(TASK DIRECTIONS) Set down all of the entries exactly, leaving nothing out.

(Source records)

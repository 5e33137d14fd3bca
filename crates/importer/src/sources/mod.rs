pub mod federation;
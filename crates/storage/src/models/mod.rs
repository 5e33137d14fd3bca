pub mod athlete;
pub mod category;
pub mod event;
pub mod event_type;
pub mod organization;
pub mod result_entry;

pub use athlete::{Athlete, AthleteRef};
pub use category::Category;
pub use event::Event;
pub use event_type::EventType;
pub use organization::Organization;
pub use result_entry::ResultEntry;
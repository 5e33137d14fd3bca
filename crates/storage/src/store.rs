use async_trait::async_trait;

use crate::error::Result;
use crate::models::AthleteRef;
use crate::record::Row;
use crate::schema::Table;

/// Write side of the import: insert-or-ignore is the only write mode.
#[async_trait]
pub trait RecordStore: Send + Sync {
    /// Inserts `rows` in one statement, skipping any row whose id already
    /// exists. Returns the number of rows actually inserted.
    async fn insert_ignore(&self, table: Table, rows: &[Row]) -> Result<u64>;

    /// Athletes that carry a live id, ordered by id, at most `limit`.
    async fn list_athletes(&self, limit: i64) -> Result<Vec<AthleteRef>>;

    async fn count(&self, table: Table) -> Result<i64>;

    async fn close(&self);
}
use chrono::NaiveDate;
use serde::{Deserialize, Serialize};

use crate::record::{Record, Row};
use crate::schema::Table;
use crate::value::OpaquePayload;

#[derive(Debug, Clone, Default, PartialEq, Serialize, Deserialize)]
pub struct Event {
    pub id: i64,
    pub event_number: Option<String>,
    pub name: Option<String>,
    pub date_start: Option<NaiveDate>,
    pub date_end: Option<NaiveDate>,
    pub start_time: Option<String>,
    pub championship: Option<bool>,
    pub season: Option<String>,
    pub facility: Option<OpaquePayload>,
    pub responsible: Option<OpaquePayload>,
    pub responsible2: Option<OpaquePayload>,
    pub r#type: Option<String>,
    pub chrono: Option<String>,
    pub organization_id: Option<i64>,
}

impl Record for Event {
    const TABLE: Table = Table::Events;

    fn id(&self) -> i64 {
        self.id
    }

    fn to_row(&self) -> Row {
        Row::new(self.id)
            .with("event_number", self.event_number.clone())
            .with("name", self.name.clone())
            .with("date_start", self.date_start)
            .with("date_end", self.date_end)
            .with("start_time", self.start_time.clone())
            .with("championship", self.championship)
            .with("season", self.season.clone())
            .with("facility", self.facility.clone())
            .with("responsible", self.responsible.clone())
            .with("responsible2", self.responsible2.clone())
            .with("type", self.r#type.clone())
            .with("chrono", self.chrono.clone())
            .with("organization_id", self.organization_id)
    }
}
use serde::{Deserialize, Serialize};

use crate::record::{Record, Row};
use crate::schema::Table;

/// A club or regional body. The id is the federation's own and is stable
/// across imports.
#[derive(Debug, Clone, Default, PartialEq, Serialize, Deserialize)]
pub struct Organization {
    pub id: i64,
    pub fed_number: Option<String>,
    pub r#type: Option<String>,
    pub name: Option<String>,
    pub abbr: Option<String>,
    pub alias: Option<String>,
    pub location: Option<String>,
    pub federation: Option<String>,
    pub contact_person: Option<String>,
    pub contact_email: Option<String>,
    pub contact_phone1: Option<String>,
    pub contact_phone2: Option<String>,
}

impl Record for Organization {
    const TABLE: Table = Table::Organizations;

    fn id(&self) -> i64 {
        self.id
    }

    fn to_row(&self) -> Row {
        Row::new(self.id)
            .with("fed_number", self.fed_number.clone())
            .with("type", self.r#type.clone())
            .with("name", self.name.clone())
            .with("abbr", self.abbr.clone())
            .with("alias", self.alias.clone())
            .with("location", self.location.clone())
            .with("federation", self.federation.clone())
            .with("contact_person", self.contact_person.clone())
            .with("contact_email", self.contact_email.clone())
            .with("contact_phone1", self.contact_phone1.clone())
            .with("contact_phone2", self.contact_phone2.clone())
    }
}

(THE COMPLETED TASK)
repository 5e33137d14fd3bca
filename crates/importer/src/sources/mod.rs
pub mod federation;
filename crates/storage/src/models/mod.rs
repository 5e33137d14fd3bca
pub mod athlete;
pub mod category;
pub mod event;
pub mod event_type;
pub mod organization;
pub mod result_entry;

pub use athlete::{Athlete, AthleteRef};
pub use category::Category;
pub use event::Event;
pub use event_type::EventType;
pub use organization::Organization;
pub use result_entry::ResultEntry;
repository 5e33137d14fd3bca
filename crates/storage/src/store.rs
use async_trait::async_trait;

use crate::error::Result;
use crate::models::AthleteRef;
use crate::record::Row;
use crate::schema::Table;

/// Write side of the import: insert-or-ignore is the only write mode.
#[async_trait]
pub trait RecordStore: Send + Sync {
    /// Inserts `rows` in one statement, skipping any row whose id already
    /// exists. Returns the number of rows actually inserted.
    async fn insert_ignore(&self, table: Table, rows: &[Row]) -> Result<u64>;

    /// Athletes that carry a live id, ordered by id, at most `limit`.
    async fn list_athletes(&self, limit: i64) -> Result<Vec<AthleteRef>>;

    async fn count(&self, table: Table) -> Result<i64>;

    async fn close(&self);
}
use chrono::NaiveDate;
use serde::{Deserialize, Serialize};

use crate::record::{Record, Row};
use crate::schema::Table;
use crate::value::OpaquePayload;

#[derive(Debug, Clone, Default, PartialEq, Serialize, Deserialize)]
pub struct Event {
    pub id: i64,
    pub event_number: Option<String>,
    pub name: Option<String>,
    pub date_start: Option<NaiveDate>,
    pub date_end: Option<NaiveDate>,
    pub start_time: Option<String>,
    pub championship: Option<bool>,
    pub season: Option<String>,
    pub facility: Option<OpaquePayload>,
    pub responsible: Option<OpaquePayload>,
    pub responsible2: Option<OpaquePayload>,
    pub r#type: Option<String>,
    pub chrono: Option<String>,
    pub organization_id: Option<i64>,
}

impl Record for Event {
    const TABLE: Table = Table::Events;

    fn id(&self) -> i64 {
        self.id
    }

    fn to_row(&self) -> Row {
        Row::new(self.id)
            .with("event_number", self.event_number.clone())
            .with("name", self.name.clone())
            .with("date_start", self.date_start)
            .with("date_end", self.date_end)
            .with("start_time", self.start_time.clone())
            .with("championship", self.championship)
            .with("season", self.season.clone())
            .with("facility", self.facility.clone())
            .with("responsible", self.responsible.clone())
            .with("responsible2", self.responsible2.clone())
            .with("type", self.r#type.clone())
            .with("chrono", self.chrono.clone())
            .with("organization_id", self.organization_id)
    }
}
use serde::{Deserialize, Serialize};

use crate::record::{Record, Row};
use crate::schema::Table;

/// A club or regional body. The id is the federation's own and is stable
/// across imports.
#[derive(Debug, Clone, Default, PartialEq, Serialize, Deserialize)]
pub struct Organization {
    pub id: i64,
    pub fed_number: Option<String>,
    pub r#type: Option<String>,
    pub name: Option<String>,
    pub abbr: Option<String>,
    pub alias: Option<String>,
    pub location: Option<String>,
    pub federation: Option<String>,
    pub contact_person: Option<String>,
    pub contact_email: Option<String>,
    pub contact_phone1: Option<String>,
    pub contact_phone2: Option<String>,
}

impl Record for Organization {
    const TABLE: Table = Table::Organizations;

    fn id(&self) -> i64 {
        self.id
    }

    fn to_row(&self) -> Row {
        Row::new(self.id)
            .with("fed_number", self.fed_number.clone())
            .with("type", self.r#type.clone())
            .with("name", self.name.clone())
            .with("abbr", self.abbr.clone())
            .with("alias", self.alias.clone())
            .with("location", self.location.clone())
            .with("federation", self.federation.clone())
            .with("contact_person", self.contact_person.clone())
            .with("contact_email", self.contact_email.clone())
            .with("contact_phone1", self.contact_phone1.clone())
            .with("contact_phone2", self.contact_phone2.clone())
    }
}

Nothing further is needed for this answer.